One effect of the threat of war is that the issue of whether a country’s armed forces are in a fit state to fight climbs up the political agenda. Similarly, the threat of a trade war resulting from the Trump administration’s policies and from concerns as to the effects of China’s industrial strategy has made the question of trade remedies vitally important: in a trade war, trade remedies are the heavy artillery.
For the UK, the renewed focus on trade remedies comes just as the UK is leaving the European Union and taking steps to set up its own trade remedies regime.
Trade remedies are exceptions, permitted under World Trade Organisation rules, to the general principle of non-discrimination that tariffs should be applied uniformly no matter where the imported product comes from. A trade remedy is a permitted additional tariff—often a very large one—applied to products coming from a particular country or countries.
There are three types of trade remedy recognised under WTO rules (and, in addition, there is a general exception for matters of national security which could in theory provide the basis for imposing a specific tariff).
Anti-dumping duties may be imposed on another country’s exports where those exports are being “dumped”—essentially exported at prices well below those paid in the other country’s own market. Countervailing measures may be imposed where another country’s exports benefit from subsidies.
Finally, safeguard measures may be imposed to protect national producers against a sudden increase in imports—though where safeguard measures are imposed by an importing country, the exporting country may respond by imposing “substantially equivalent” tariff increases on imports from that country. (It is that last rule that provides the WTO legal basis for the EU’s “retaliatory” tariffs in response to the Trump tariffs: the EU does not accept that the Trump tariffs fall under the national security exception, and considers that they should be seen as safeguard measures to which it is entitled to respond.)
These remedies are frequently used. At present, the EU has around 114 trade remedies in place covering products from solar panels to glass fibres to bicycles. A large proportion of these apply to products from China, but other countries such as India, Brazil, Turkey, and Russia also feature.
Since 1973 the UK has essentially contracted out its trade remedies policy to the EU. After Brexit, that will all change.
The government’s proposals for a new UK trade remedies regime are spread over two Bills currently before parliament: the Trade Bill and the Taxation (Cross-border Trade) Bill. The basic idea is to set up an independent Trade Remedies Authority (TRA) that will investigate whether trade remedies can be applied under WTO rules and if so whether it is in the UK’s economic interest to do so. If the TRA finds that those tests are passed then the secretary of state takes the final decision, and can reject the TRA’s recommendation on public interest grounds. Decisions on “retaliatory” tariffs are however to be left to the secretary of state alone.

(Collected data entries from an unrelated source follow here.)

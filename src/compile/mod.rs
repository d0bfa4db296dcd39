//! Compiled baseline.
//!
//! Two ways of turning a tree into straight-line code with its constants baked
//! in:
//!
//! - [`CompiledTree`]: nested closures built at load time, one per node
//! - [`emit_rust`]: a standalone `if`/`else` Rust function, for compiling
//!   the tree into another binary ahead of time

use std::fmt::{self, Write as _};

use crate::inference::Evaluator;
use crate::repr::{BreadthFirstTree, Node, ROOT_SLOT};

type NodeFn = Box<dyn Fn(&[f32]) -> f32 + Send + Sync>;

/// A tree lowered into nested closures.
pub struct CompiledTree {
    root: NodeFn,
    num_nodes: usize,
}

impl fmt::Debug for CompiledTree {
    fn fmt(&self, f: &mut fmt::Formatter<'_>) -> fmt::Result {
        f.debug_struct("CompiledTree")
            .field("num_nodes", &self.num_nodes)
            .finish_non_exhaustive()
    }
}

impl CompiledTree {
    pub fn compile(tree: &BreadthFirstTree) -> Self {
        let nodes = tree.nodes();
        Self {
            root: lower(nodes, ROOT_SLOT),
            num_nodes: nodes.iter().filter(|n| !n.is_unused()).count(),
        }
    }

    #[inline]
    pub fn num_nodes(&self) -> usize {
        self.num_nodes
    }

    #[inline]
    pub fn predict(&self, features: &[f32]) -> f32 {
        (self.root)(features)
    }
}

impl Evaluator for CompiledTree {
    #[inline]
    fn evaluate(&self, features: &[f32]) -> f32 {
        self.predict(features)
    }
}

fn lower(nodes: &[Node], slot: usize) -> NodeFn {
    let node = nodes.get(slot).copied().unwrap_or(Node::UNUSED);
    if !node.is_split() {
        let value = node.leaf_value;
        return Box::new(move |_| value);
    }

    let left = lower(nodes, 2 * slot);
    let right = lower(nodes, 2 * slot + 1);
    let feature = node.feature_index as usize;
    let threshold = node.split_value;
    if node.default_left {
        Box::new(move |x| match x.get(feature) {
            Some(&v) if !v.is_nan() && v >= threshold => right(x),
            _ => left(x),
        })
    } else {
        Box::new(move |x| match x.get(feature) {
            Some(&v) if !v.is_nan() && v < threshold => left(x),
            _ => right(x),
        })
    }
}

/// Emit `tree` as Rust source for `pub fn <fn_name>(features: &[f32]) -> f32`.
///
/// The emitted function follows the same routing rules as the evaluators:
/// NaN and out-of-range features take the node's default direction.
pub fn emit_rust(tree: &BreadthFirstTree, fn_name: &str) -> String {
    let mut out = String::new();
    let _ = writeln!(out, "#[inline]");
    let _ = writeln!(out, "pub fn {fn_name}(features: &[f32]) -> f32 {{");
    let _ = writeln!(
        out,
        "    let x = |i: usize| features.get(i).copied().unwrap_or(f32::NAN);"
    );
    emit_node(&mut out, tree.nodes(), ROOT_SLOT, 1);
    let _ = writeln!(out, "}}");
    out
}

fn emit_node(out: &mut String, nodes: &[Node], slot: usize, depth: usize) {
    let indent = "    ".repeat(depth);
    let node = nodes.get(slot).copied().unwrap_or(Node::UNUSED);
    if !node.is_split() {
        let _ = writeln!(out, "{indent}{}", float_literal(node.leaf_value));
        return;
    }

    let _ = writeln!(
        out,
        "{indent}if {{ let v = x({}); if v.is_nan() {{ {} }} else {{ v < {} }} }} {{",
        node.feature_index,
        node.default_left,
        float_literal(node.split_value)
    );
    emit_node(out, nodes, 2 * slot, depth + 1);
    let _ = writeln!(out, "{indent}}} else {{");
    emit_node(out, nodes, 2 * slot + 1, depth + 1);
    let _ = writeln!(out, "{indent}}}");
}

fn float_literal(value: f32) -> String {
    if value.is_nan() {
        "f32::NAN".to_string()
    } else if value == f32::INFINITY {
        "f32::INFINITY".to_string()
    } else if value == f32::NEG_INFINITY {
        "f32::NEG_INFINITY".to_string()
    } else {
        format!("{value:?}_f32")
    }
}
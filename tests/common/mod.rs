//! Tree and row generators for integration tests.
//!
//! For fixtures and assertion helpers, use `fast_tree::testing`.

#![allow(dead_code)]

use proptest::prelude::*;

use fast_tree::io::{DumpNode, TreeDump};
use fast_tree::repr::NodeId;
use fast_tree::SplitCondition;

#[allow(unused_imports)]
pub use fast_tree::assert_bits_eq;
#[allow(unused_imports)]
pub use fast_tree::testing::{
    canonical_depth_three, row_for_path, CANONICAL_DUMP, CANONICAL_LEAVES, CANONICAL_NUM_FEATURES,
    STUMP_DUMP,
};

/// Features read by generated trees.
pub const NUM_FEATURES: usize = 6;

// =============================================================================
// Tree Generation
// =============================================================================

/// One node decision, consumed in preorder while growing a tree.
#[derive(Debug, Clone, Copy)]
pub struct Step {
    pub feature: u32,
    pub threshold: f32,
    pub default_left: bool,
    /// Grow a split here (when depth allows) unless zero.
    pub grow: u8,
    pub leaf_value: f32,
}

fn step() -> impl Strategy<Value = Step> {
    (
        0..NUM_FEATURES as u32,
        -2.0f32..2.0,
        any::<bool>(),
        0u8..4,
        -5.0f32..5.0,
    )
        .prop_map(|(feature, threshold, default_left, grow, leaf_value)| Step {
            feature,
            threshold,
            default_left,
            grow,
            leaf_value,
        })
}

/// Grow a dump from `steps`. Node ids are assigned in creation order, so they
/// are neither breadth-first nor preorder positions.
pub fn grow_dump(steps: &[Step], max_depth: usize) -> TreeDump {
    fn grow(
        dump: &mut TreeDump,
        steps: &mut std::slice::Iter<'_, Step>,
        next_id: &mut NodeId,
        id: NodeId,
        depth: usize,
        max_depth: usize,
    ) {
        match steps.next() {
            Some(s) if depth < max_depth && s.grow != 0 => {
                let (yes, no) = (*next_id, *next_id + 1);
                *next_id += 2;
                let condition = SplitCondition::new(s.feature, s.threshold, s.default_left);
                dump.insert(id, DumpNode::Split { condition, yes, no }).unwrap();
                grow(dump, steps, next_id, yes, depth + 1, max_depth);
                grow(dump, steps, next_id, no, depth + 1, max_depth);
            }
            Some(s) => dump.insert(id, DumpNode::Leaf(s.leaf_value)).unwrap(),
            None => dump.insert(id, DumpNode::Leaf(0.0)).unwrap(),
        }
    }

    let mut dump = TreeDump::new();
    let mut next_id = 1;
    grow(&mut dump, &mut steps.iter(), &mut next_id, 0, 0, max_depth);
    dump
}

/// Arbitrary trees up to `max_depth`, as dump text.
pub fn arb_dump_text(max_depth: usize) -> impl Strategy<Value = String> {
    prop::collection::vec(step(), 1..64).prop_map(move |steps| grow_dump(&steps, max_depth).to_text())
}

/// Full depth-3 trees (7 splits, 8 leaves), as dump text.
pub fn arb_full_depth_three() -> impl Strategy<Value = String> {
    prop::collection::vec(step(), 15).prop_map(|mut steps| {
        // Every node above depth 3 splits; the eight at depth 3 become leaves.
        for s in &mut steps {
            s.grow = 1;
        }
        grow_dump(&steps, 3).to_text()
    })
}

// =============================================================================
// Row Generation
// =============================================================================

/// Rows with roughly one value in four missing.
pub fn arb_row() -> impl Strategy<Value = Vec<f32>> {
    prop::collection::vec(
        prop_oneof![
            3 => -3.0f32..3.0,
            1 => Just(f32::NAN),
        ],
        NUM_FEATURES,
    )
}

Much of the detail as to how this will work is to be set out in regulations and is at the moment unclear. However, it is hard to see how the regime could possibly be up and running by March 2019.
The TRA does not yet legally exist. Recruitment to it is likely to be difficult given the limited number of UK-based professionals with trade expertise or any experience of the complex task of running trade investigations, the modest salaries offered, and the deep uncertainty (which I am about to come to) as to whether it will ever operate at all. Moreover, if the UK crashes out of the EU in March 2019, it won’t be possible simply to roll over existing EU trade remedies, since WTO rules require trade remedies to be based on specific findings of injury to the domestic market—and EU remedies are based on findings of injury to the EU, rather than to the UK, market.
A further huge question mark has been placed over the whole project by the Chequers proposals for a facilitated customs arrangement (FCA). Under this plan there would be no customs formalities for products flowing between the UK and EU, but the UK would collect EU tariffs on imports from third countries, rebating those tariffs where the UK tariff was lower and where the products stayed in the UK. The FCA structure offers little practical scope for the UK to impose trade remedies where the EU does not, or higher duties than the EU’s: any importer of a product where that was the case would simply import the product into the UK via the EU (which is simply not going to apply additional UK duties at its border).
Further, in a case where the EU imposed a remedy but the UK did not, it is unclear whether the UK would be entitled under WTO rules to impose the EU’s additional duties at its border given that the UK would have decided that it had no basis itself to impose such remedies. But the FCA simply cannot work unless the UK is able to do that, since otherwise there would be a gaping hole in the EU’s external tariff wall.
All of this will be academic if, as seems inevitable, the EU rejects the FCA. As matters stand, it seems entirely possible that in that scenario, and whatever the government’s views, parliament will vote for a customs union with the EU. In a full customs union, the UK could not operate its own trade remedies policy but would simply apply EU trade remedies in the formulation of which it would have had no more than a consultative role. Whether that is an acceptable position for the UK to be in, in a world where trade remedies are increasingly important and controversial, is an interesting question.